→ Task description: All lines from the opening of the data to the line containing "pub struct PipelineStats" must be returned unchanged, and only those lines.

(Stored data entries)
·····
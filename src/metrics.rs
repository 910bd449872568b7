//! Run statistics for a forensic pipeline pass

use serde::{Deserialize, Serialize};
use std::time::Instant;

/// Counters and per-stage latency of one run
#[derive(Debug, Clone, Default, PartialEq, Serialize, Deserialize)]
pub struct PipelineStats {
    pub frames_extracted: usize,
    pub fingerprint_failures: usize,
    pub pairs_scored: usize,
    pub pairs_skipped: usize,
    pub similarity_failures: usize,
    pub anomalies: usize,
    pub timings: StageTimings,
}

#[derive(Debug, Clone, Default, PartialEq, Serialize, Deserialize)]
pub struct StageTimings {
    pub hash_ms: u64,
    pub probe_ms: u64,
    pub extract_ms: u64,
    pub index_ms: u64,
    pub temporal_ms: u64,
    pub report_ms: u64,
    pub total_ms: u64,
}

impl PipelineStats {
    /// Share of scored pairs flagged as anomalies
    pub fn anomaly_rate(&self) -> f64 {
        if self.pairs_scored > 0 {
            self.anomalies as f64 / self.pairs_scored as f64
        } else {
            0.0
        }
    }
}

/// Timer for tracking stage latency
pub struct Timer {
    start: Instant,
}

impl Timer {
    pub fn new() -> Self {
        Self {
            start: Instant::now(),
        }
    }

    pub fn elapsed_ms(&self) -> u64 {
        self.start.elapsed().as_millis() as u64
    }
}

impl Default for Timer {
    fn default() -> Self {
        Self::new()
    }
}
·····
→ Reply to the task:
filename src/metrics.rs
repository 910bd449872568b7
//! Run statistics for a forensic pipeline pass

use serde::{Deserialize, Serialize};
use std::time::Instant;

/// Counters and per-stage latency of one run
#[derive(Debug, Clone, Default, PartialEq, Serialize, Deserialize)]
pub struct PipelineStats {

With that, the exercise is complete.